▶ Collected data entries:

+ + + + +

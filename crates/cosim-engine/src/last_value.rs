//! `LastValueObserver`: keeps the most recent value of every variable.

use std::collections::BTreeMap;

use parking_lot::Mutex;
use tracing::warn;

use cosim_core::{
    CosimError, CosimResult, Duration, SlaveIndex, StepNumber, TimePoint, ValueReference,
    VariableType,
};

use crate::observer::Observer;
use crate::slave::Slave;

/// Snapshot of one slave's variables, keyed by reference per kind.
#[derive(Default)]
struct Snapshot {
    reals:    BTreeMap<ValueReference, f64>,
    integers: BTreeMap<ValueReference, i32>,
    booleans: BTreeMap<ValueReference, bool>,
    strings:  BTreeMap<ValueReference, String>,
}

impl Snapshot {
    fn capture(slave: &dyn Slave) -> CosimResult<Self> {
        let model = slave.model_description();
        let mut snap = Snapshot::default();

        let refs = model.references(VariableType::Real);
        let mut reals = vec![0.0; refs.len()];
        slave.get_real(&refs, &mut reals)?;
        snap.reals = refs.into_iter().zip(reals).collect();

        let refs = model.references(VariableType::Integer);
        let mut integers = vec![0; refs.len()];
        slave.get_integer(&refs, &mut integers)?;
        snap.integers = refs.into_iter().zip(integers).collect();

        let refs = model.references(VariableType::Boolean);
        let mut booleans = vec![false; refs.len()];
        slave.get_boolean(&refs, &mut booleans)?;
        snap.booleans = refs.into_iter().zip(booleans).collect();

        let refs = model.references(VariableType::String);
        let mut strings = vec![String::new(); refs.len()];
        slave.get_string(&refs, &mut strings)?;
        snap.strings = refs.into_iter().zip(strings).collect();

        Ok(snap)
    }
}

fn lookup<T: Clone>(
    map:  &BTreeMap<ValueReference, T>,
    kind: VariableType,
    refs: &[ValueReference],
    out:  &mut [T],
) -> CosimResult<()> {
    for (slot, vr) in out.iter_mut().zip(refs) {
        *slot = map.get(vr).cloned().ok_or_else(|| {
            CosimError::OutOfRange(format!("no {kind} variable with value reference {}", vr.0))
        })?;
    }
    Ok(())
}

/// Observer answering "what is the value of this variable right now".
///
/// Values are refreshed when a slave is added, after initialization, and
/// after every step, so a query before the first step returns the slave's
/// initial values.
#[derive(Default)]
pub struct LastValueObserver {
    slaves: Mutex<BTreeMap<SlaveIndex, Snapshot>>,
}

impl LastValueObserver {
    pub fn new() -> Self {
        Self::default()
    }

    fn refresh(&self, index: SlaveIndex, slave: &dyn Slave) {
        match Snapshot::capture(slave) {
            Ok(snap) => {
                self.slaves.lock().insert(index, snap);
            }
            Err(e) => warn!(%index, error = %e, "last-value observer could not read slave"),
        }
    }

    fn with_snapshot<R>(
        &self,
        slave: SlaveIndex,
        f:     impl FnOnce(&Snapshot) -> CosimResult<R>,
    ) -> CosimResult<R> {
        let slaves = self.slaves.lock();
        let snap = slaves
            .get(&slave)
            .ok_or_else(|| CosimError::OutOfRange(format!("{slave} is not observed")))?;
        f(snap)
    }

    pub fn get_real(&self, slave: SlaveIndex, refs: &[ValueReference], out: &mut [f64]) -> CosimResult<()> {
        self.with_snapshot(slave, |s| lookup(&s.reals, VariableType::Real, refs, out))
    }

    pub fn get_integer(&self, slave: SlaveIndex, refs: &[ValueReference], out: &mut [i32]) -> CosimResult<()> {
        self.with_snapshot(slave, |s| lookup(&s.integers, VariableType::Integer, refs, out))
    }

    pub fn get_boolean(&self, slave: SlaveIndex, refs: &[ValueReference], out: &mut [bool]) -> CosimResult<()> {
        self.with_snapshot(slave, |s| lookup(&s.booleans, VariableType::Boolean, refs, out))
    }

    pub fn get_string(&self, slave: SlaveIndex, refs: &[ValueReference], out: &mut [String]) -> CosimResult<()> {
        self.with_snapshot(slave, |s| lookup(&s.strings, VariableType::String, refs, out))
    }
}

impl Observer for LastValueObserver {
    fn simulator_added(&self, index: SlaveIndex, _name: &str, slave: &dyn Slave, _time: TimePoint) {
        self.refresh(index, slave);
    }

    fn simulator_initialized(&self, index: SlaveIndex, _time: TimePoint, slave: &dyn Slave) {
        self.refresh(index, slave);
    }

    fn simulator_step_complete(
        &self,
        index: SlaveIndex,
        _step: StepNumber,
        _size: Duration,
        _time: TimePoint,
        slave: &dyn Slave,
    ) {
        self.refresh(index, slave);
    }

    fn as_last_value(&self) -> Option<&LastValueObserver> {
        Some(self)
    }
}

+ + + + +

▶ ACTIVITY: Look above for the line containing "variable with value". Output from there through the line containing "pub struct LastValueObserver", exactly and inclusively.

▶ RESPONSE AREA:
            CosimError::OutOfRange(format!("no {kind} variable with value reference {}", vr.0))
        })?;
    }
    Ok(())
}

/// Observer answering "what is the value of this variable right now".
///
/// Values are refreshed when a slave is added, after initialization, and
/// after every step, so a query before the first step returns the slave's
/// initial values.
#[derive(Default)]
pub struct LastValueObserver {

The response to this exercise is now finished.